The conflation of psychotherapy with conversion therapy
Gender dysphoria in both adults and minors encompasses a range of experiences involving distress about and preoccupation with one’s natal sex, particularly the sexed body, and with the gender roles associated with that sex. Individuals commonly report distress over a sense of incongruence between their experienced gender and their natal sex. The focus on incongruence as the central problem has shaped public and clinical discourses, leading to an assumption that there are only two possible approaches to treatment, each of which attempts to address the experience of incongruence in different ways. The first is the gender-affirming approach, which provides social, medical and surgical interventions to alter the body/appearance so that it is experienced as more aligned with the individual’s experienced gender.5 67 The second approach to incongruence seeks to change the subjective experience of gender by aligning the mind with the body. It aims to help the person to accept their sexed body as it is and to live as the gender they were assigned at birth. Some claim that this approach is a form of ‘conversion therapy’.68–70
The term ‘conversion therapy’ was originally coined to describe interventions designed to make same-sex attracted people heterosexual, using psychological, behavioural, aversive or faith-based approaches. These interventions are now considered to be both ineffective and harmful.71 In the UK, gay conversion therapy consisted mainly of aversion therapy.72 There are no data to determine how common the other forms of conversion therapy were. It is important to note that trans-sexuals, as they were known at the time, were never routinely offered aversion therapy—instead, the clinical response involved determining whether the patient was suitable for medical gender reassignment.72 Conversion therapy is now illegal in several states in Australia,73 the USA,61 and an increasing number of countries worldwide have bans in place or are working to introduce them, including the UK. Statements and bans on conversion therapy usually problematically merge gender identity with sexual orientation, which is misleading as these are very different constructs.72 74 Further, the appropriateness of grouping aversive and other conversion techniques applied to gay adults in the past with exploratory therapy for gender-distressed youth today is highly questionable.72 74
In the mid-20th century, many psychoanalytic practitioners, in both the USA and the UK, believed that homosexual behaviour was pathological, arguing that it was a perversion or developmental fixation, or that it was driven by phobic avoidance or neurotic conflict.75 76 Gay men and lesbians were excluded from training in American Psychoanalytic Association institutions until 199175 and from British analytical training programmes until the early 2000s.76 Influential psychoanalytic writings from the 1960s to the 1980s recommended that analysts should take a directive stance in working with patients and actively discourage homosexual behaviour.77 It is not clear for how long or to what extent this ‘directive-suggestive’ approach was representative of the way most analysts actually practised at the time,77 78 but most psychoanalytic writing about homosexuality in the 20th century was unequivocally pathologising.75 76 79 The psychoanalytic view that homosexuality should be treated was not based on science but was a collusion with the widespread xenophobia and conservatism of the time.79 Psychoanalysis ignored the emerging science being produced by sexologists such as Kinsey, which demonstrated that homosexuality was not pathological.75 Thankfully, psychoanalytic theory and practice have changed dramatically since then, and most contemporary psychotherapists and psychoanalysts would agree that attempts to direct or coerce change in an individual’s sexual orientation or gender identity have no place in healthcare. However, the unfortunate legacy of this era is that psychotherapy and psychoanalysis are now viewed with suspicion when applied to sexuality and gender-diverse individuals.
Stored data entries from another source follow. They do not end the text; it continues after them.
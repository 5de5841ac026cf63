pub mod resource;
pub mod ui;

pub use resource::CategoryDraft;
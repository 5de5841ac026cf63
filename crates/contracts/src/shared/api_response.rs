//! Response envelope returned by every storefront API endpoint.
//!
//! `{ "success": bool, "message"?: string, "data"?: T }`

use serde::{Deserialize, Serialize};

/// Message shown when the server failed without explaining why.
pub const FALLBACK_MESSAGE: &str = "Something went wrong";

#[derive(Debug, Clone, PartialEq, Serialize, Deserialize)]
pub struct ApiResponse<T> {
    pub success: bool,
    #[serde(default, skip_serializing_if = "Option::is_none")]
    pub message: Option<String>,
    #[serde(default, skip_serializing_if = "Option::is_none")]
    pub data: Option<T>,
}

impl<T> ApiResponse<T> {
    /// Server message, or the generic fallback when it is missing or blank.
    pub fn message_or_fallback(&self) -> String {
        match self.message.as_deref().map(str::trim) {
            Some(m) if !m.is_empty() => m.to_string(),
            _ => FALLBACK_MESSAGE.to_string(),
        }
    }
}

#[cfg(test)]
mod tests {
    use super::*;
    use serde_json::Value;

    #[test]
    fn test_success_without_data() {
        let resp: ApiResponse<Value> = serde_json::from_str(r#"{"success":true}"#).unwrap();
        assert!(resp.success);
        assert_eq!(resp.message, None);
        assert_eq!(resp.data, None);
    }

    #[test]
    fn test_failure_keeps_server_message() {
        let resp: ApiResponse<Value> =
            serde_json::from_str(r#"{"success":false,"message":"Category already exists"}"#)
                .unwrap();
        assert!(!resp.success);
        assert_eq!(resp.message_or_fallback(), "Category already exists");
    }

    #[test]
    fn test_failure_without_message_uses_fallback() {
        let resp: ApiResponse<Value> =
            serde_json::from_str(r#"{"success":false,"message":"  "}"#).unwrap();
        assert_eq!(resp.message_or_fallback(), FALLBACK_MESSAGE);
    }

    #[test]
    fn test_null_data_is_none() {
        let resp: ApiResponse<Vec<String>> =
            serde_json::from_str(r#"{"success":true,"data":null}"#).unwrap();
        assert_eq!(resp.data, None);
    }
}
Against this background, psychotherapy has become increasingly controversial as an appropriate approach to gender dysphoria in young people. Critics of psychotherapeutic work with gender dysphoria argue that it aims for a ‘cisgender’ outcome, particularly when it explores whether gender distress is secondary to other issues.80–82 This assertion is based on a mistaken assumption about the purpose of psychotherapy and is evidence of the continuing effects of psychoanalysis’ troubled history with regard to homosexuality. The conflation of psychotherapy with conversion therapy is arguably also a consequence of the pervasive binary83 within which affirmation or conversion have become the only available ways of conceptualising responses to trans-identified youth. This conflation is evident in a statement from the Australian Professional Association for Transgender Health (AusPATH): ‘The AusPATH Board do not support ‘exploratory therapy’ which is often used as a euphemism for conversion therapy’.84 It is also promoted by in publications written by advocates of medical transition, claiming that gender-exploratory psychotherapy and conversion therapy share many conceptual similarities.82 85
In the rapidly evolving and heated political climate surrounding healthcare for trans youth, clinicians may assume that anything other than the gender-affirming approach, particularly psychotherapy, is ‘conversion therapy’.86 87 This is also fuelled by conversion therapy laws, which are often unclear as to whether exploring rather than immediately affirming constitutes conversion therapy.86 88 89 Some conversion therapy bans are so broad that they potentially put clinicians at risk of prosecution for providing exploratory psychotherapy.86 In response to this conflation, the British Psychoanalytic Council has expressed concern that exploratory therapies may be outlawed by conversion therapy bans.90 This has far-reaching implications for psychiatric practice, as exploratory therapy is synonymous with psychodynamic psychotherapy,91 a treatment modality endorsed by the Royal College of Psychiatrists92 and the RANZCP.57
To suggest that psychotherapy is a form of conversion therapy betrays a fundamental misunderstanding of psychotherapy. Psychotherapy resides outside the affirmation-conversion binary and aims to address the distress of gender-dysphoric youth rather than to correct a sense of misalignment. Psychotherapy does not attempt to force change or impose any predetermined notion of ‘cure’ or preferred gender or sexual orientation on the patient. A core ethical principle of psychotherapy is that therapists must respect patient autonomy and self-determination93 and refrain from any attempt to influence the patient. A priori assumptions, either that trans identification is always a healthy development or that trans identification is always pathological, violate this foundational principle. A genuine psychotherapeutic process starts from a position of not knowing and seeks to open things up. Anything else is a misuse of psychotherapy. Mitchell, one of the most prominent voices in late 20th-century American psychoanalysis, made this clear four decades ago when he warned that a ‘directive-suggestive’ approach to homosexuality contravenes ‘several fundamental principles of sound psychoanalytic practice’.77 The same is true of therapeutic work with gender dysphoria.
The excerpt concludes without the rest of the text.